At a panel discussion on electronic health records (EHR) and health information exchanges (HIE) held May 27 and sponsored by the Memphis Bioworks Business Association, one of the three panelists said the best way to drive EHR adoption by medical practices is to keep doctors focused on how it would help patients.
Rodney Holmes, executive director of the MidSouth eHealth Alliance which provides electronic medical record keeping for many Memphis healthcare entities, added that the incentives for adopting EHRs spur practices to use them, but not enough providers are using them yet to measure their success, such as their impact on healthcare costs.
Steven Burkett, president and chief executive officer of the nonprofit UT Medical Group Inc., affiliated with the University of Tennessee Health Science Center, said the electronic records are having an effect on healthcare costs, "but it's not proven. One problem is that the underlying economics of medicine affect EHR implementation."
Holmes said doctors and medical staff are reluctant to implement EHR technology because they believe it will interfere with the day-to-day medical practice.
Patients seem very open to their use, however, and not overly concerned with issues of privacy and security. Jeffrey Cunningham, chief technology officer of Nashville-based Informatics Corporation of America, a provider of EHR technology, said privacy is "an evolving issue."
"It's clear that HIPAA is not enough," he said, "but there is not a good understanding of security policies that should be in place.

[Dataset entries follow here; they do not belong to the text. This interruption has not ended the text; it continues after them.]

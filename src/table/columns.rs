use super::ResolutionBin;

/// Meaning of a resolution table column
#[derive(Debug, Clone, Copy, PartialEq, Eq)]
enum Role {
    Low,
    High,
    MeanIntensity,
    Completeness,
    IOverSigma,
}
impl Role {
    /// Matches a header token against the column names used across program versions
    fn from_name(name: &str) -> Option<Self> {
        let name = name.to_lowercase();
        let name = name
            .strip_suffix("(a)")
            .or_else(|| name.strip_suffix("(å)"))
            .unwrap_or(&name);
        match name {
            "dmax" | "d_max" | "res_low" | "lowres" | "low" => Some(Role::Low),
            "dmin" | "d_min" | "res_high" | "highres" | "high" | "resol" => Some(Role::High),
            "<i>" | "mean_i" | "meani" | "mn(i)" => Some(Role::MeanIntensity),
            "compl" | "%compl" | "completeness" | "cmpl" => Some(Role::Completeness),
            "<i/sigma>" | "<i/sigi>" | "i/sigi" | "i/sigma" | "mn(i/sd)" => Some(Role::IOverSigma),
            _ => None,
        }
    }
}

/// Splits a table line into fields, dropping the loggraph `$` delimiters
pub(super) fn fields(line: &str) -> Vec<&str> {
    line.split_whitespace()
        .map(|field| field.trim_end_matches('$'))
        .filter(|field| !field.is_empty())
        .collect()
}

/// Header fields, without the units written as separate tokens
fn header_fields(line: &str) -> Vec<&str> {
    fields(line)
        .into_iter()
        .filter(|field| !matches!(field.to_lowercase().as_str(), "(a)" | "(å)"))
        .collect()
}

/// Column layout read from a table header line
#[derive(Debug, Clone, PartialEq)]
pub(super) struct Columns {
    count: usize,
    low: usize,
    high: usize,
    mean_intensity: usize,
    completeness: Option<usize>,
    i_over_sigma: Option<usize>,
}
impl Columns {
    /// Returns the layout if the line names the low & high bounds and the mean intensity
    ///
    /// When a role appears more than once, the leftmost column is kept.
    pub fn from_header(line: &str) -> Option<Self> {
        let names = header_fields(line);
        let position = |role: Role| {
            names
                .iter()
                .position(|&name| Role::from_name(name) == Some(role))
        };
        Some(Self {
            count: names.len(),
            low: position(Role::Low)?,
            high: position(Role::High)?,
            mean_intensity: position(Role::MeanIntensity)?,
            completeness: position(Role::Completeness),
            i_over_sigma: position(Role::IOverSigma),
        })
    }
    /// Number of fields expected in every row
    pub fn count(&self) -> usize {
        self.count
    }
    /// Converts the fields of a data row into a [ResolutionBin]
    ///
    /// The error is a description of the offending field.
    pub fn bin(&self, fields: &[&str]) -> Result<ResolutionBin, String> {
        if fields.len() != self.count {
            return Err(format!(
                "expected {} fields, found {}",
                self.count,
                fields.len()
            ));
        }
        let number = |index: usize, name: &str| {
            fields[index]
                .parse::<f64>()
                .map_err(|_| format!("{} field {:?} is not a number", name, fields[index]))
        };
        // auxiliary columns may hold placeholders such as "-" or "*"
        let optional = |index: Option<usize>| index.and_then(|i| fields[i].parse::<f64>().ok());
        let mut bin = ResolutionBin::new(
            number(self.low, "low resolution")?,
            number(self.high, "high resolution")?,
            number(self.mean_intensity, "mean intensity")?,
        );
        if let Some(value) = optional(self.completeness) {
            bin = bin.with_completeness(value);
        }
        if let Some(value) = optional(self.i_over_sigma) {
            bin = bin.with_i_over_sigma(value);
        }
        Ok(bin)
    }
}

#[cfg(test)]
mod tests {
    use super::*;

    #[test]
    fn loggraph_header() {
        let columns =
            Columns::from_header(" N 1/resol^2  Dmax(A)  Dmin(A)  Nref  <I>  <I/sigma>  Compl $$")
                .unwrap();
        assert_eq!(columns.count(), 8);
        assert_eq!((columns.low, columns.high, columns.mean_intensity), (2, 3, 5));
        assert_eq!(columns.i_over_sigma, Some(6));
        assert_eq!(columns.completeness, Some(7));
    }

    #[test]
    fn unit_tokens_in_header() {
        let columns = Columns::from_header("  Dmax (A)  Dmin (Å)  <I>").unwrap();
        assert_eq!(columns.count(), 3);
        let bin = columns.bin(&["20.0", "10.0", "500.0"]).unwrap();
        assert_eq!(bin.high(), 10.0);
    }

    #[test]
    fn glued_delimiter() {
        assert_eq!(fields("  1  20.0  10.0  98.7$$"), vec!["1", "20.0", "10.0", "98.7"]);
        assert_eq!(fields(" $$ "), Vec::<&str>::new());
    }

    #[test]
    fn header_without_intensity() {
        assert!(Columns::from_header("  N  Dmax  Dmin  Nref").is_none());
    }

    #[test]
    fn prose_is_not_a_header() {
        assert!(Columns::from_header("$GRAPHS: Mn(I) v resolution:N:2,6:").is_none());
    }

    #[test]
    fn placeholder_in_auxiliary_column() {
        let columns = Columns::from_header("Low High Mean_I Cmpl").unwrap();
        let bin = columns.bin(&["20.0", "10.0", "500.0", "-"]).unwrap();
        assert_eq!(bin.completeness(), None);
        assert_eq!(bin.mean_intensity(), 500.0);
    }

    #[test]
    fn wrong_field_count() {
        let columns = Columns::from_header("Low High Mean_I").unwrap();
        let err = columns.bin(&["20.0", "10.0"]).unwrap_err();
        assert_eq!(err, "expected 3 fields, found 2");
    }
}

The question we have to answer is how do you balance consent of the patient with the need to provide care."
Holmes said this varies in different parts of the country, "but in the mid-South, every provider is responsible for notifying their patients" that their health records are being stored electronically.

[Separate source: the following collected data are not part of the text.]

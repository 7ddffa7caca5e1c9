//! Wilson plot coordinates

use crate::ResolutionBin;
use serde::Serialize;
use std::path::Path;
use strum_macros::{Display, EnumIter, EnumString};

/// Resolution standing for a whole shell
#[derive(Debug, Clone, Copy, PartialEq, Eq, Default, EnumString, Display, EnumIter)]
#[strum(serialize_all = "lowercase")]
pub enum Representative {
    /// The shell limit
    #[default]
    High,
    Low,
    /// sqrt(low x high)
    #[strum(serialize = "mean")]
    GeometricMean,
}
impl Representative {
    /// Returns the shell resolution [Å]
    pub fn resolution(&self, bin: &ResolutionBin) -> f64 {
        match self {
            Representative::High => bin.high(),
            Representative::Low => bin.low(),
            Representative::GeometricMean => (bin.low() * bin.high()).sqrt(),
        }
    }
}

/// A point of the Wilson plot
#[derive(Debug, Clone, Copy, PartialEq, Serialize)]
pub struct WilsonPoint {
    /// shell resolution [Å]
    #[serde(rename = "d (A)")]
    pub resolution: f64,
    /// 1/d^2 [Å^-2]
    #[serde(rename = "1/d^2 (A^-2)")]
    pub x: f64,
    /// ln(<I>)
    #[serde(rename = "ln<I>")]
    pub y: f64,
}
impl WilsonPoint {
    /// Transforms a shell, if both its resolution and its mean intensity are positive
    pub fn from_bin(bin: &ResolutionBin, representative: Representative) -> Option<Self> {
        let d = representative.resolution(bin);
        let intensity = bin.mean_intensity();
        if !(d > 0f64 && d.is_finite() && intensity > 0f64 && intensity.is_finite()) {
            return None;
        }
        Some(Self {
            resolution: d,
            x: (d * d).recip(),
            y: intensity.ln(),
        })
    }
}

/// Wilson plot points of the resolution shells, in shell order
///
/// Shells with a non-positive resolution or mean intensity are left out.
pub fn points(bins: &[ResolutionBin], representative: Representative) -> Vec<WilsonPoint> {
    bins.iter()
        .filter_map(|bin| {
            let point = WilsonPoint::from_bin(bin, representative);
            if point.is_none() {
                log::debug!(
                    "skipping shell {:.2}-{:.2}Å with <I>={}",
                    bin.low(),
                    bin.high(),
                    bin.mean_intensity()
                );
            }
            point
        })
        .collect()
}

/// Writes the Wilson plot points to a CSV file
pub fn to_csv<P: AsRef<Path>>(points: &[WilsonPoint], path: P) -> Result<(), csv::Error> {
    let mut wtr = csv::Writer::from_path(path)?;
    for point in points {
        wtr.serialize(point)?;
    }
    wtr.flush()?;
    Ok(())
}

#[cfg(test)]
mod tests {
    use super::*;
    use strum::IntoEnumIterator;

    fn bins() -> Vec<ResolutionBin> {
        vec![
            ResolutionBin::new(20.0, 10.0, 500.0),
            ResolutionBin::new(10.0, 5.0, 50.0),
            ResolutionBin::new(5.0, 3.0, -1.0),
        ]
    }

    #[test]
    fn non_positive_intensity() {
        let points = points(&bins(), Representative::High);
        assert_eq!(points.len(), 2);
        assert!((points[0].x - 0.01).abs() < 1e-12);
        assert!((points[1].x - 0.04).abs() < 1e-12);
        assert!((points[0].y - 6.215).abs() < 1e-3);
        assert!((points[1].y - 3.912).abs() < 1e-3);
    }

    #[test]
    fn zero_resolution() {
        let bins = vec![
            ResolutionBin::new(0.0, 0.0, 100.0),
            ResolutionBin::new(4.0, 2.0, 100.0),
        ];
        let points = points(&bins, Representative::High);
        assert_eq!(points.len(), 1);
        assert_eq!(points[0].resolution, 2.0);
        assert!((points[0].x - 0.25).abs() < 1e-12);
    }

    #[test]
    fn low_and_mean_resolution() {
        let bin = ResolutionBin::new(8.0, 2.0, 1.0);
        let low = WilsonPoint::from_bin(&bin, Representative::Low).unwrap();
        assert!((low.x - 1. / 64.).abs() < 1e-12);
        assert_eq!(low.y, 0.0);
        let mean = WilsonPoint::from_bin(&bin, Representative::GeometricMean).unwrap();
        assert!((mean.resolution - 4.0).abs() < 1e-12);
    }

    #[test]
    fn representative_names() {
        let names: Vec<_> = Representative::iter().map(|r| r.to_string()).collect();
        assert_eq!(names, vec!["high", "low", "mean"]);
        assert_eq!(
            "mean".parse::<Representative>().unwrap(),
            Representative::GeometricMean
        );
        assert!("median".parse::<Representative>().is_err());
    }

    #[test]
    fn csv_export() {
        let dir = tempfile::tempdir().unwrap();
        let path = dir.path().join("wilson.csv");
        to_csv(&points(&bins(), Representative::High), &path).unwrap();
        let contents = std::fs::read_to_string(&path).unwrap();
        let lines: Vec<_> = contents.lines().collect();
        assert_eq!(lines.len(), 3);
        assert_eq!(lines[0], "d (A),1/d^2 (A^-2),ln<I>");
        assert!(lines[1].starts_with("10.0,0.01,"));
    }
}
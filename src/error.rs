use crate::{plot::PlotError, table::ParseError};

#[derive(thiserror::Error, Debug)]
pub enum Error {
    #[error("failed to extract the resolution table from the log")]
    Parse(#[from] ParseError),
    #[error("failed to render the Wilson plot")]
    Plot(#[from] PlotError),
    #[error("failed to export the Wilson plot points")]
    Csv(#[from] csv::Error),
}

Burkett said the patient opt-out rate is less than 1 percent, suggesting that most patients are comfortable with the privacy issues.

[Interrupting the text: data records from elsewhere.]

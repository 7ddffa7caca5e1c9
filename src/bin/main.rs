use std::path::PathBuf;

use structopt::StructOpt;
use wilson_plot::{wilson, Error, PlotSpec, Representative, ResolutionTable};

#[derive(Debug, StructOpt)]
#[structopt(
    name = "wilson-plot",
    about = "Wilson plot of the resolution table of a TRUNCATE log"
)]
struct Opt {
    /// Path to the data-reduction log file
    #[structopt(parse(from_os_str))]
    log: PathBuf,
    /// Path to the Wilson plot image, the format follows the extension (png, svg, jpg, bmp, tif)
    #[structopt(parse(from_os_str))]
    image: PathBuf,
    /// Shell resolution used for 1/d^2: high, low or mean
    #[structopt(short, long, default_value = "high")]
    resolution: Representative,
    /// Image width in pixels
    #[structopt(long, default_value = "1200")]
    width: u32,
    /// Image height in pixels
    #[structopt(long, default_value = "900")]
    height: u32,
    /// Draw the points only
    #[structopt(long)]
    no_line: bool,
    /// Remove the resolution axis at the top of the plot
    #[structopt(long)]
    no_resolution_axis: bool,
    /// Save the Wilson plot points to CSV file
    #[structopt(long, parse(from_os_str))]
    csv: Option<PathBuf>,
    /// Display the resolution table summary
    #[structopt(short, long)]
    summary: bool,
}

fn main() -> anyhow::Result<()> {
    env_logger::init();
    let opt = Opt::from_args();

    let table = ResolutionTable::from_path(&opt.log).map_err(Error::from)?;
    if opt.summary {
        table.summary();
    }

    let points = wilson::points(&table, opt.resolution);
    PlotSpec::new(&opt.image)
        .size(opt.width, opt.height)
        .connect(!opt.no_line)
        .resolution_axis(!opt.no_resolution_axis)
        .render(&points)
        .map_err(Error::from)?;

    if let Some(filename) = opt.csv {
        wilson::to_csv(&points, filename).map_err(Error::from)?;
    }

    Ok(())
}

As for security, Holmes explained that every provider participant's data is stored separately in its own vault.
"It is very important to maintain separation of the data and to avoid intermingling of the data," he said.
Cunningham said EHRs will eventually prove convenient for patients as more providers adopt them.
"It will get to the point where wherever you travel, you'll be able to go into a hospital where they will be able to access your health records," he said.
However, Burkett said he believes most healthcare is delivered within 50 miles of wherever the patient lives, so national healthcare record access isn't needed.
As for how the current EHR framework in the mid-South compares to that of other regions or nationally, Cunningham said, "We are just laying the framework for the future. Economic incentives need to be improved ... so more practices will adapt."
Burkett added that while some incentives encourage the use of EMRs, others are in place that make it hard to use.
"It suggests that it's very early in the human interface with this technology."